__ACTIVITY__.
Give back exactly the lines of the data below, starting with the line that has "inner.state.is_polling = false;" and going on through the line that has "pub fn mark_safe(&self)".

☆ ☆ ☆ ☆ ☆

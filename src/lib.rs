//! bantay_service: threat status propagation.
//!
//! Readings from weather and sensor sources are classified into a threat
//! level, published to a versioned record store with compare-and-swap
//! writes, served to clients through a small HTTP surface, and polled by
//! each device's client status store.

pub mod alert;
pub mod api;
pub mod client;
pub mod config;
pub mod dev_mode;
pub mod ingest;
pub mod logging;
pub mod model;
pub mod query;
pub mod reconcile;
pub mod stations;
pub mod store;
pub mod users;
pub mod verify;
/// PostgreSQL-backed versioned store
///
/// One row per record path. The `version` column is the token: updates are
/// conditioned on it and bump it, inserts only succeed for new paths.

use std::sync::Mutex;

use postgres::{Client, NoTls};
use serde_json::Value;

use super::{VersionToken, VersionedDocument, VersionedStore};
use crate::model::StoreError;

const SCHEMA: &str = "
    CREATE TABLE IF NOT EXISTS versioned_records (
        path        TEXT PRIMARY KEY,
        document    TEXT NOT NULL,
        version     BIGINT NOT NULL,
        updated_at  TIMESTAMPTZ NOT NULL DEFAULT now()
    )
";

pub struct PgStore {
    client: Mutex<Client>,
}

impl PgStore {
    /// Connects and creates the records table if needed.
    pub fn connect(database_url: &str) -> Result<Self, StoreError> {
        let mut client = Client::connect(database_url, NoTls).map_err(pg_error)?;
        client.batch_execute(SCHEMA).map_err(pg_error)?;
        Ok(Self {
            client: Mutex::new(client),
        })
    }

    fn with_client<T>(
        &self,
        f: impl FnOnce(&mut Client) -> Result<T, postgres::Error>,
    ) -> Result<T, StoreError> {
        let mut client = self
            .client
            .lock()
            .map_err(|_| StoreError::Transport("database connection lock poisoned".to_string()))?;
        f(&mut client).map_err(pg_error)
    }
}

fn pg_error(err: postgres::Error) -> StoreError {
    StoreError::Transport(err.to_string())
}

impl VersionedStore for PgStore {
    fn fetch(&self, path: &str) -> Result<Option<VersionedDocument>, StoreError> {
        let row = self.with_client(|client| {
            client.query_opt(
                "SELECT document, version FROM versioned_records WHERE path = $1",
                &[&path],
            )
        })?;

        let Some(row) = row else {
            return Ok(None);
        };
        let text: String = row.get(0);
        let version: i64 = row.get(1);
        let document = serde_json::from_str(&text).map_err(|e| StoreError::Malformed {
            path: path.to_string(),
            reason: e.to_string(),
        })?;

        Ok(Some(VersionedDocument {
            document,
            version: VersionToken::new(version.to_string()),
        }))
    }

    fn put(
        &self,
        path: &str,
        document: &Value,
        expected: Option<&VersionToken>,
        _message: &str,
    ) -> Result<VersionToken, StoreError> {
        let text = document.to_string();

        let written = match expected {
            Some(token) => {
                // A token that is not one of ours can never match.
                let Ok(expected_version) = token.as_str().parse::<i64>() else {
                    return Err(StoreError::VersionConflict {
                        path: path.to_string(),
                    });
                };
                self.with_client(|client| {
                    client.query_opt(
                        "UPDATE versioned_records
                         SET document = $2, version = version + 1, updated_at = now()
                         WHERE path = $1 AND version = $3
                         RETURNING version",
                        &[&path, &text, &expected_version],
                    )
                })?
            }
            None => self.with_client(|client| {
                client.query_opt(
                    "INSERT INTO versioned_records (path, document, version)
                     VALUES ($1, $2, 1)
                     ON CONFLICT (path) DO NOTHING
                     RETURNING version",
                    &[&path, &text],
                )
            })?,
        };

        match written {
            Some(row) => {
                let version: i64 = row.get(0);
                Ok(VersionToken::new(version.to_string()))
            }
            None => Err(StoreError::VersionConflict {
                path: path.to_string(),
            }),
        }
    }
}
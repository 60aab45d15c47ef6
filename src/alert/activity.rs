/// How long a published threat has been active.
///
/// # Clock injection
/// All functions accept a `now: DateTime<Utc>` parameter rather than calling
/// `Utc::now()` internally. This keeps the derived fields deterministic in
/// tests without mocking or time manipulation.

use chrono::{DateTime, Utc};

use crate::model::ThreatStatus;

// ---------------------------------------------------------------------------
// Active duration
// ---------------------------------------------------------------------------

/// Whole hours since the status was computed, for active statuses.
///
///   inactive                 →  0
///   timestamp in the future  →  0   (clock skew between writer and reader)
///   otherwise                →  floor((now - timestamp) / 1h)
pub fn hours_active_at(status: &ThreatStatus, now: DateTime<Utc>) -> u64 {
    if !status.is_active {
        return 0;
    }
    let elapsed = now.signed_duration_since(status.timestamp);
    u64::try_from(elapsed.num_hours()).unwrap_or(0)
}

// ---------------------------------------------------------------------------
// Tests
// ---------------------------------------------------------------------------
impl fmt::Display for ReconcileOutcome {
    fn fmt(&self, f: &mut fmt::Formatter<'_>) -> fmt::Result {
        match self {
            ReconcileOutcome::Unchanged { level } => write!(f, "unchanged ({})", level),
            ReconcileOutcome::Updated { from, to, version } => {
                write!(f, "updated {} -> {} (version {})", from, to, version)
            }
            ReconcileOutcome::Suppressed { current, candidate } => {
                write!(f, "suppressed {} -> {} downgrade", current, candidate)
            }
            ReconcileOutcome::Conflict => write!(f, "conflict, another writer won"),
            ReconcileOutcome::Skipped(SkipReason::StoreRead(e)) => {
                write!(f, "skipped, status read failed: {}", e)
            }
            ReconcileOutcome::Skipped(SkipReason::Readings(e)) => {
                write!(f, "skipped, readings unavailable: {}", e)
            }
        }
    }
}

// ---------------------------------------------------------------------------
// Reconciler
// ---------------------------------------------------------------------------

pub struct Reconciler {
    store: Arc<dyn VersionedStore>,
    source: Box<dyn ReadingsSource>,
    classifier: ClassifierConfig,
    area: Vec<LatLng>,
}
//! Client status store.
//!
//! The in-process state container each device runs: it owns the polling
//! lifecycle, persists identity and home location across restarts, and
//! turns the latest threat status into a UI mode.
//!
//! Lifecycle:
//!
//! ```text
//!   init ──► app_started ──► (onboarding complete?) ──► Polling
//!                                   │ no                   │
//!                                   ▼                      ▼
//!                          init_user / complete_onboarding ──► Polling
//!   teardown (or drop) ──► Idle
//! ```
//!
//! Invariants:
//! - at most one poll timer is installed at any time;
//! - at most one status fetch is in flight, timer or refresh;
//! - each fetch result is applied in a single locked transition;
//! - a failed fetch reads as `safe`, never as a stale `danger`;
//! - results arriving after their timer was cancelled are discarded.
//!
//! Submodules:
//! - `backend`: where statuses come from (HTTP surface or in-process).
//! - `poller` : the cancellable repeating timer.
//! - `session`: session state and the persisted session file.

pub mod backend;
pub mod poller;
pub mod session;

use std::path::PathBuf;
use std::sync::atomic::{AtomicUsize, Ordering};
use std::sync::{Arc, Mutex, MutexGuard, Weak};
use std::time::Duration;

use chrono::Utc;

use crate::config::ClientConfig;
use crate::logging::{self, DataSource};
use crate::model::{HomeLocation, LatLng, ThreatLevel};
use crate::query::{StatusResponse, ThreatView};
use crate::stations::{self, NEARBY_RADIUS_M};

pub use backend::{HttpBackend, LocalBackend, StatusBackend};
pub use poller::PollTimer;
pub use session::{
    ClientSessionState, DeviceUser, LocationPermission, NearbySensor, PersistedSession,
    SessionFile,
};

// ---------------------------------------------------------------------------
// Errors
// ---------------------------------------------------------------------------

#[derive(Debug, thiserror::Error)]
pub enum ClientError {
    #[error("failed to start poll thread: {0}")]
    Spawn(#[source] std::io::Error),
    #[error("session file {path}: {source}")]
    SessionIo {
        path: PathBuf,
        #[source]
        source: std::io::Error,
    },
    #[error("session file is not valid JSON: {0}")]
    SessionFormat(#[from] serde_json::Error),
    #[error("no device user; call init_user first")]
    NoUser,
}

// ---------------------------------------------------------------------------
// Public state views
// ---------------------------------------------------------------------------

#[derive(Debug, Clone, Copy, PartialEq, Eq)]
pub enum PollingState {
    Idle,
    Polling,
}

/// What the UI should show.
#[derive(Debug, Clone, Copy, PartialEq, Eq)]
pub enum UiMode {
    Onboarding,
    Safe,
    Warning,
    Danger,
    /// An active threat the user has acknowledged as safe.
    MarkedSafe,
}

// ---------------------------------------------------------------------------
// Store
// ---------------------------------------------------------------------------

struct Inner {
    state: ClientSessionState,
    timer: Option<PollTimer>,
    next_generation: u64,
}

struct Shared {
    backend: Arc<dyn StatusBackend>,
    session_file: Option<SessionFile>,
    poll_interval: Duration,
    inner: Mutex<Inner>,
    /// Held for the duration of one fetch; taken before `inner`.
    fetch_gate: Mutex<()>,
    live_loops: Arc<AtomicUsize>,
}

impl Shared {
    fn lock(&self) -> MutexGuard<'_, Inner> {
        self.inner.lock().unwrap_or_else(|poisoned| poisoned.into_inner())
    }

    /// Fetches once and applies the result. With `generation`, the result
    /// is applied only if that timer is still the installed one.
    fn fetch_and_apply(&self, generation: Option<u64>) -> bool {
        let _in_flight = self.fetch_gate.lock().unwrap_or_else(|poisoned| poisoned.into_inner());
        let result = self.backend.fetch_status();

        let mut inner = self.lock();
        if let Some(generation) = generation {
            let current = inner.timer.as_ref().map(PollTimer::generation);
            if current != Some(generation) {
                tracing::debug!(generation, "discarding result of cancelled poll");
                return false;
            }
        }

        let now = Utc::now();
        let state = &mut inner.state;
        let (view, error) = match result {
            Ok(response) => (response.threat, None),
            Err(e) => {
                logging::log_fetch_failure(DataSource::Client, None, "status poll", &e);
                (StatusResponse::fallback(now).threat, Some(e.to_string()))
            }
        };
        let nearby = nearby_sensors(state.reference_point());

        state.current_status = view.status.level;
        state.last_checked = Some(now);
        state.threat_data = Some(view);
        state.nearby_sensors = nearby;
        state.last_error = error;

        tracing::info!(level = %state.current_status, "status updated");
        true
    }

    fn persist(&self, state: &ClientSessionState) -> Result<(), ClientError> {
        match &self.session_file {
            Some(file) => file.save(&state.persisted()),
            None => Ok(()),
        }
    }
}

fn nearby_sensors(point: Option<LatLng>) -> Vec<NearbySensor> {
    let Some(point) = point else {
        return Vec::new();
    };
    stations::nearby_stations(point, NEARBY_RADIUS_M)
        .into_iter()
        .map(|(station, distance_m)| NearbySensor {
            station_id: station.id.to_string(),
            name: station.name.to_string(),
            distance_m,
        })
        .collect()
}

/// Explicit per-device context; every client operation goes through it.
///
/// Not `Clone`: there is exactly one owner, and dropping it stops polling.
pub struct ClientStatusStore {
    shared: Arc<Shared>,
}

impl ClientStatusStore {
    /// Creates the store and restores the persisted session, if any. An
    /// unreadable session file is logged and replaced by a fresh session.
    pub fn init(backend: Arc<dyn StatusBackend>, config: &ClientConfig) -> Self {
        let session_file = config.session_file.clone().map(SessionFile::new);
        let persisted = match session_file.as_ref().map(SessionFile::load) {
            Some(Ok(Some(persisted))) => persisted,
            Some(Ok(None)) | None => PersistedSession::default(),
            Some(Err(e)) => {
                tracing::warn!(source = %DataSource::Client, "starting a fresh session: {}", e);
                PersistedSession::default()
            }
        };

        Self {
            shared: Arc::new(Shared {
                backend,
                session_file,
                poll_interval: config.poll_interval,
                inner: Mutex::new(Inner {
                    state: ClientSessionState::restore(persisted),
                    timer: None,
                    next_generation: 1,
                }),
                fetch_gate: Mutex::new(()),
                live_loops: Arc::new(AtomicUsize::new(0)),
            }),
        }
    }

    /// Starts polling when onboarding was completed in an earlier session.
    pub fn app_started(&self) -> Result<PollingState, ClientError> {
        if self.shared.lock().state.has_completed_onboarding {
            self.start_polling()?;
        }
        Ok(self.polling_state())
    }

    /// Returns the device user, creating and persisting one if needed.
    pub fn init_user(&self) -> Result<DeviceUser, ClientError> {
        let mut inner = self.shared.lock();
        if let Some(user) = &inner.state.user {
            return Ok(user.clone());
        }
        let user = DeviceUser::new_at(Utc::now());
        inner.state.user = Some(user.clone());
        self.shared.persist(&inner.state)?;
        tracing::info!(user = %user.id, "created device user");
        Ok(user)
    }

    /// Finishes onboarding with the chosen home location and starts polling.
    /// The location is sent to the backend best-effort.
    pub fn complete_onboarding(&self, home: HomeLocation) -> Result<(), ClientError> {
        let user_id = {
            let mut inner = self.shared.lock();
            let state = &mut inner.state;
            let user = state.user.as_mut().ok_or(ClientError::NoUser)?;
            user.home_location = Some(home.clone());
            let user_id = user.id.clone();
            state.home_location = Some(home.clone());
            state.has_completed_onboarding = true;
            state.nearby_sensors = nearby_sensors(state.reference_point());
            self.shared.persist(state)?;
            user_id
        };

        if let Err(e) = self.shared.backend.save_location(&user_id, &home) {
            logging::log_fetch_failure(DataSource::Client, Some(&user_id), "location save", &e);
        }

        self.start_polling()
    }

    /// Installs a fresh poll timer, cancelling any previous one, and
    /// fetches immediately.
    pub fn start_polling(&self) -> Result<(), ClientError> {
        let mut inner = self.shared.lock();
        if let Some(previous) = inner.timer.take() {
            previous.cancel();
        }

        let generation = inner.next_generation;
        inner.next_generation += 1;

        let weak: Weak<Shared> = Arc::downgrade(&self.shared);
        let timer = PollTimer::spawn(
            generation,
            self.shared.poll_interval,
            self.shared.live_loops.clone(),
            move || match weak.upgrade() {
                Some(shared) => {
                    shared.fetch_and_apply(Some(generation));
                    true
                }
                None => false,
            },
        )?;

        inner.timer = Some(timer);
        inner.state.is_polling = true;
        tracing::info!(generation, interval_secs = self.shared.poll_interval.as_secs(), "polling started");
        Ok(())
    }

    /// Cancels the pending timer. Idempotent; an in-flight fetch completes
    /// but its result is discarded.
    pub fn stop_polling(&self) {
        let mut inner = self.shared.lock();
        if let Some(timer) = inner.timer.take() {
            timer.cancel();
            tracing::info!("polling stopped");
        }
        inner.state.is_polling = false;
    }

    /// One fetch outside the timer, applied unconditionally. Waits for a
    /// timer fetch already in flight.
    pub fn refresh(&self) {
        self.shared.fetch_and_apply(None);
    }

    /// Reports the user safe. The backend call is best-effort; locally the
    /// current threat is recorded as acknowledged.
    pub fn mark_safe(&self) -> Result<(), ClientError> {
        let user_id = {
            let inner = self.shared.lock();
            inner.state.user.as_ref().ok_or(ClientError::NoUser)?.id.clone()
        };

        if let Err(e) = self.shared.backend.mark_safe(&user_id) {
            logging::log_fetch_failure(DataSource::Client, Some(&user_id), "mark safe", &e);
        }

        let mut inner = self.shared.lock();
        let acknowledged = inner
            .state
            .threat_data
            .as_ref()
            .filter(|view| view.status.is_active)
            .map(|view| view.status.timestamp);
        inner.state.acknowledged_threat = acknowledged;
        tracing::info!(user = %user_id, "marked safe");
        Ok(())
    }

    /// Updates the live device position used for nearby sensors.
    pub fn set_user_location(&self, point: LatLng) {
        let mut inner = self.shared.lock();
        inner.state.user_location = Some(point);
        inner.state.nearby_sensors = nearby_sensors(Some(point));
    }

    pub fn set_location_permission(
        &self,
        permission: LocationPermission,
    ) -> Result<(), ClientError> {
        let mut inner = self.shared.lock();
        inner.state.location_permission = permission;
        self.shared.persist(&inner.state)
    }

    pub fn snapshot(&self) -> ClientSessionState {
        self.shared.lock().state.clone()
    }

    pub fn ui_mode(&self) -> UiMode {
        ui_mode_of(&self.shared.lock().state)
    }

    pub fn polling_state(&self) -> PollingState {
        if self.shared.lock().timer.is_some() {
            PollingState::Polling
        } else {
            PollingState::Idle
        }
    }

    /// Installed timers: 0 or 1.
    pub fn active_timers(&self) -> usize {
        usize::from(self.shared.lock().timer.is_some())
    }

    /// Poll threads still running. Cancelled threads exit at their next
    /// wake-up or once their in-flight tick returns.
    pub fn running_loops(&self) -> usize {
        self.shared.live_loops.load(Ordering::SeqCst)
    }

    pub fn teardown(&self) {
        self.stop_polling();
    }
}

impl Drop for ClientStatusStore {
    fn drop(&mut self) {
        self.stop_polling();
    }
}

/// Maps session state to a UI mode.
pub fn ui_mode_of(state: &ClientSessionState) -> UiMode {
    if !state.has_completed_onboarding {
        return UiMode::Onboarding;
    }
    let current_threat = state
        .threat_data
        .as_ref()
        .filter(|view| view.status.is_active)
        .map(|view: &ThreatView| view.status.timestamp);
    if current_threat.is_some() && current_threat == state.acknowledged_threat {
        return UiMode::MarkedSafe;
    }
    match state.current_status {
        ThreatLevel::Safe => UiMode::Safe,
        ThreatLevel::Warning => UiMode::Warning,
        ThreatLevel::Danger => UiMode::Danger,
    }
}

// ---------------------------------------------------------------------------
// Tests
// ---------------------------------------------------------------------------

☆ ☆ ☆ ☆ ☆

__ANSWER SECTION__.
        inner.state.is_polling = false;
    }

    /// One fetch outside the timer, applied unconditionally. Waits for a
    /// timer fetch already in flight.
    pub fn refresh(&self) {
        self.shared.fetch_and_apply(None);
    }

    /// Reports the user safe. The backend call is best-effort; locally the
    /// current threat is recorded as acknowledged.
    pub fn mark_safe(&self) -> Result<(), ClientError> {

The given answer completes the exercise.